Q: I would imagine. I was going to ask you what motivated you to enter administration but I think that kinda explains itself.

A: Once I got into it I found I really did like management. When I first thought about going into an assistant principal you taught _ a day and then you were a principal the other _ day. And so I thought, "OK, I can do that and they will still let me teach and I love teaching and I don’t want to give up teaching." But after I got into school administration I found I thoroughly enjoyed that so I was perfectly content to keep going.

Q: Would you describe your personal philosophy of education?

A: Oh, I just, I guess, I think that there is education and learning and I’m not sure they’re the same. But I always think and hope that whatever jobs I have had have motivated people to want to support learning. Certainly in the classroom learning more that education and certainly as I have gone up through the ranks. Trying to support teachers it seems to me is the most important thing any other administrator can do. I guess I think that teaching and learning one isn’t important without the other. Teaching can be wonderful but until it results in learning it hasn’t accomplished its purpose. And that always depends on almost a chemical or spiritual interaction between the teacher and the student. And so, I think you have to allow teachers a lot of freedom to find their own way of doing that. Not to say laissez-faire and I certainly don’t believe that everything that goes on in the classroom constitutes good teaching and would hope I would be quick to call somebody’s hand if I found things that were not supporting learning. But, I think that teachers need the maximum freedom we can allow them and all other administrators. Pick the best people and let them do their job.

Q: Can you kinda expand on the techniques you used to create a successful climate for learning?

A: Inspiring people to have confidence in themselves. I guess one of the nicest compliments I have had are the number of people who’ve come back and said, "Because of you I went on and took further courses or went on and learned more on my own." So, sort of helping other people feel that same thing. That I’ve got an individual style and I’ve got something I need to do and I need to get out and learn how to do that. So, certainly teaching them what I know would be one part of it but its probably not going to apply directly within their own philosophy of teaching and learning. Causing people to have confidence in themselves.

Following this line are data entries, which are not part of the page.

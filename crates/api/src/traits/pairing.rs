//! Bilinear pairing engine interface

use crate::Result;

/// A type-3 pairing `e: G2 x G1 -> GT` with its group operations
///
/// Scalars are plain integers below the group order; implementations do
/// not reduce them.
pub trait PairingEngine {
    /// Points on the base curve
    type G1;
    /// Points on the twist
    type G2;
    /// Elements of the target group
    type Gt;
    /// Scalar type shared by the three groups
    type Scalar;

    /// Evaluate `e(p, q)` including the final exponentiation
    ///
    /// Fails with [`Error::DegeneratePairing`](crate::Error::DegeneratePairing)
    /// when either input is the point at infinity.
    fn pairing(p: &Self::G2, q: &Self::G1) -> Result<Self::Gt>;

    /// Evaluate `e(p, q) * e(r, s)` sharing the Miller loop
    fn double_pairing(p: &Self::G2, q: &Self::G1, r: &Self::G2, s: &Self::G1) -> Result<Self::Gt>;

    /// Scalar multiplication in G1
    fn g1_mul(p: &Self::G1, e: &Self::Scalar) -> Self::G1;

    /// Scalar multiplication in G2
    fn g2_mul(p: &Self::G2, e: &Self::Scalar) -> Self::G2;

    /// Exponentiation in GT
    fn gt_pow(g: &Self::Gt, e: &Self::Scalar) -> Self::Gt;

    /// Whether `g` lies in the order-r subgroup of the target group
    fn gt_member(g: &Self::Gt) -> bool;
}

Q: A great deal of attention has been given to the topic of personal leadership. Would you discuss your approach to leadership and describe some techniques which worked for you and maybe an incident in which your approach failed.

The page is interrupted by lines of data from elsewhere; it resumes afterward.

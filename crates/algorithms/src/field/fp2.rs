//! Quadratic extension `Fp2 = Fp[i] / (i^2 + 1)`

use core::fmt;

use milagro_params::arch::{Chunk, MODBYTES};
use milagro_params::sizes::FP2_SIZE;
use rand::RngCore;
use subtle::{Choice, ConditionallySelectable, ConstantTimeEq, CtOption};

use super::config::FieldConfig;
use super::fp::Fp;
use crate::bigint::Big;

/// Element `a + b*i` of the quadratic extension
///
/// Requires `p = 3 mod 4` so that `-1` is a non-residue.
#[derive(Clone, Copy)]
pub struct Fp2<F: FieldConfig> {
    /// Real part
    pub a: Fp<F>,
    /// Imaginary part
    pub b: Fp<F>,
}

impl<F: FieldConfig> Fp2<F> {
    /// Build from two base field elements
    #[inline]
    pub const fn new(a: Fp<F>, b: Fp<F>) -> Self {
        Fp2 { a, b }
    }

    /// Build from two plain integers
    pub fn from_bigs(a: &Big, b: &Big) -> Self {
        Fp2::new(Fp::new(a), Fp::new(b))
    }

    /// Embed a base field element
    pub fn from_fp(a: Fp<F>) -> Self {
        Fp2::new(a, Fp::zero())
    }

    /// Build from two small signed integers
    pub fn from_ints(a: Chunk, b: Chunk) -> Self {
        Fp2::new(Fp::from_int(a), Fp::from_int(b))
    }

    /// Zero
    pub fn zero() -> Self {
        Fp2::new(Fp::zero(), Fp::zero())
    }

    /// One
    pub fn one() -> Self {
        Fp2::from_fp(Fp::one())
    }

    /// Uniformly random element
    pub fn random<R: RngCore + ?Sized>(rng: &mut R) -> Self {
        Fp2::new(Fp::random(rng), Fp::random(rng))
    }

    /// Constant-time zero test
    pub fn is_zero(&self) -> Choice {
        self.a.is_zero() & self.b.is_zero()
    }

    /// Constant-time test for one
    pub fn is_one(&self) -> Choice {
        self.a.is_one() & self.b.is_zero()
    }

    /// Reduce both parts below `p`
    pub fn reduce(&mut self) {
        self.a.reduce();
        self.b.reduce();
    }

    /// Propagate carries in both parts
    pub fn norm(&mut self) {
        self.a.norm();
        self.b.norm();
    }

    /// Conditionally replace with `g`
    pub fn cmove(&mut self, g: &Self, d: Choice) {
        self.a.cmove(&g.a, d);
        self.b.cmove(&g.b, d);
    }

    /// Negation with a single base field negation
    pub fn neg(&self) -> Self {
        let mut x = *self;
        x.norm();
        let mut m = x.a.add(&x.b).neg();
        m.norm();
        Fp2::new(m.add(&x.b), m.add(&x.a))
    }

    /// Complex conjugate `a - b*i`
    pub fn conj(&self) -> Self {
        Fp2::new(self.a, self.b.neg())
    }

    /// Sum
    pub fn add(&self, y: &Self) -> Self {
        Fp2::new(self.a.add(&y.a), self.b.add(&y.b))
    }

    /// Difference
    pub fn sub(&self, y: &Self) -> Self {
        self.add(&y.neg())
    }

    /// `2*self`
    pub fn double(&self) -> Self {
        self.add(self)
    }

    /// Multiply by a base field element
    pub fn pmul(&self, s: &Fp<F>) -> Self {
        Fp2::new(self.a.mul(s), self.b.mul(s))
    }

    /// Multiply by a small signed integer
    pub fn imul(&self, s: Chunk) -> Self {
        Fp2::new(self.a.imul(s), self.b.imul(s))
    }

    /// Square via `(a+b)(a-b) + 2ab*i`
    pub fn square(&self) -> Self {
        let w3 = self.a.mul(&self.b);
        let w1 = self.a.add(&self.b);
        let mb = self.b.neg();
        let mut w = Fp2::new(w1.mul(&self.a.add(&mb)), w3.add(&w3));
        w.norm();
        w
    }

    /// Karatsuba product
    pub fn mul(&self, y: &Self) -> Self {
        let w1 = self.a.mul(&y.a);
        let w2 = self.b.mul(&y.b);
        let w5 = self.a.add(&self.b);
        let wb = y.a.add(&y.b).mul(&w5);
        let mw = w1.add(&w2).neg();
        let wb = wb.add(&mw);
        let mw = w1.add(&mw);
        let mut w = Fp2::new(w1.add(&mw), wb);
        w.norm();
        w
    }

    /// Inverse through the norm `a^2 + b^2`; the inverse of zero is zero
    pub fn inv(&self) -> Self {
        let mut x = *self;
        x.norm();
        let w1 = x.a.square().add(&x.b.square()).inv();
        Fp2::new(x.a.mul(&w1), x.b.mul(&w1.neg()))
    }

    /// Inverse, none for zero
    pub fn invert(&self) -> CtOption<Self> {
        CtOption::new(self.inv(), !self.is_zero())
    }

    /// Halve both parts
    pub fn div2(&self) -> Self {
        Fp2::new(self.a.div2(), self.b.div2())
    }

    /// Multiply by `1 + i`
    pub fn mul_ip(&self) -> Self {
        let mut t = *self;
        t.norm();
        let mut w = Fp2::new(t.a.sub(&t.b), t.a.add(&t.b));
        w.norm();
        w
    }

    /// Divide by `1 + i`
    pub fn div_ip(&self) -> Self {
        let mut w = *self;
        w.norm();
        Fp2::new(w.a.add(&w.b), w.b.sub(&w.a)).div2()
    }

    /// Exponentiation by a public exponent
    pub fn pow(&self, e: &Big) -> Self {
        let mut z = *e;
        z.norm();
        let mut w = *self;
        let mut r = Fp2::one();
        loop {
            let bt = z.parity();
            z.fshr(1);
            if bt == 1 {
                r = r.mul(&w);
            }
            if z.is_zero() {
                break;
            }
            w = w.square();
        }
        r.reduce();
        r
    }

    /// Square root, none when `self` is not a square
    ///
    /// Uses `sqrt(a + b*i) = x + b/(2x)*i` with `x^2 = (a +- sqrt(a^2+b^2))/2`.
    /// Runs in variable time.
    pub fn sqrt(&self) -> CtOption<Self> {
        let mut u = *self;
        u.reduce();
        if bool::from(u.is_zero()) {
            return CtOption::new(u, Choice::from(1));
        }

        let n = u.b.square().add(&u.a.square());
        if !n.is_qr() {
            return CtOption::new(Fp2::zero(), Choice::from(0));
        }
        let n = n.sqrt().unwrap_or(Fp::zero());

        if bool::from(u.b.is_zero()) && !u.a.is_qr() {
            // -a is a square and i^2 = -1
            let s = u.a.neg().sqrt().unwrap_or(Fp::zero());
            return CtOption::new(Fp2::new(Fp::zero(), s), Choice::from(1));
        }

        let mut w2 = u.a.add(&n).div2();
        if !w2.is_qr() {
            w2 = u.a.sub(&n).div2();
            if !w2.is_qr() {
                return CtOption::new(Fp2::zero(), Choice::from(0));
            }
        }
        let ra = w2.sqrt().unwrap_or(Fp::zero());
        let rb = u.b.mul(&ra.double().inv());
        let r = Fp2::new(ra, rb);
        let is_root = r.square().ct_eq(&u);
        CtOption::new(r, is_root)
    }

    /// Whether the element has a square root
    pub fn is_qr(&self) -> bool {
        self.sqrt().is_some().into()
    }

    /// Encoding `a | b`, each big-endian
    pub fn to_bytes(&self) -> [u8; FP2_SIZE] {
        let mut out = [0u8; FP2_SIZE];
        out[..MODBYTES].copy_from_slice(&self.a.to_bytes());
        out[MODBYTES..].copy_from_slice(&self.b.to_bytes());
        out
    }

    /// Decode `a | b`, rejecting values not below `p`
    pub fn from_bytes(bytes: &[u8; FP2_SIZE]) -> CtOption<Self> {
        let mut a = [0u8; MODBYTES];
        let mut b = [0u8; MODBYTES];
        a.copy_from_slice(&bytes[..MODBYTES]);
        b.copy_from_slice(&bytes[MODBYTES..]);
        Fp::from_bytes(&a).and_then(|a| Fp::from_bytes(&b).map(|b| Fp2::new(a, b)))
    }
}

impl<F: FieldConfig> Default for Fp2<F> {
    fn default() -> Self {
        Fp2::zero()
    }
}

impl<F: FieldConfig> zeroize::DefaultIsZeroes for Fp2<F> {}

impl<F: FieldConfig> fmt::Debug for Fp2<F> {
    fn fmt(&self, f: &mut fmt::Formatter<'_>) -> fmt::Result {
        write!(f, "{:?} + {:?}*i", self.a, self.b)
    }
}

impl<F: FieldConfig> fmt::Display for Fp2<F> {
    fn fmt(&self, f: &mut fmt::Formatter<'_>) -> fmt::Result {
        write!(f, "[{},{}]", self.a, self.b)
    }
}

impl<F: FieldConfig> ConstantTimeEq for Fp2<F> {
    fn ct_eq(&self, other: &Self) -> Choice {
        self.a.ct_eq(&other.a) & self.b.ct_eq(&other.b)
    }
}

impl<F: FieldConfig> PartialEq for Fp2<F> {
    fn eq(&self, other: &Self) -> bool {
        self.ct_eq(other).into()
    }
}

impl<F: FieldConfig> Eq for Fp2<F> {}

impl<F: FieldConfig> ConditionallySelectable for Fp2<F> {
    fn conditional_select(a: &Self, b: &Self, choice: Choice) -> Self {
        Fp2::new(
            Fp::conditional_select(&a.a, &b.a, choice),
            Fp::conditional_select(&a.b, &b.b, choice),
        )
    }
}

impl_field_ops!(Fp2);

A: I guess I’ve always also believed in being just as straightforward as possible. To put it coolly, when you get the principalship, and certainly then into the supervision, and the directors job a lot of times the administrators implementing policies not that necessarily go against the grain but that require a lot of rubbing off the rough edges. If there are tactful ways to say that. You have, of course, the local policies and particularly over my career we developed more and more and you all are certainly seeing a great deal of that in terms of state policies, federal policies, federal regulations as they shape all the hearing processes that you go through in special education cases and who knows whatever else. And so, trying to help people cope with that and still save their own motivation and then their enthusiasm for teaching. So, I’ve tried to be as straight forward with them as possible and saying this we have to do this because its rule and regulation and now lets get this done and get this done well and get it out of the way. Then you can go teach and do the things you enjoy doing. So, I guess being really straightforward with people and trusting them to use information. I think it fails when you run into a very few people, most respond very positively to that, a few folks want, well I guess for want of a better word, don’t want to hear the truth or aren’t prone to take that. Oh, I guess I can’t think of specific instances but there are people who aren’t really comfortable with you calling them in and saying, you know, this may not be the way either of us want it to be but it’s the way it is and so what are we going to do about it.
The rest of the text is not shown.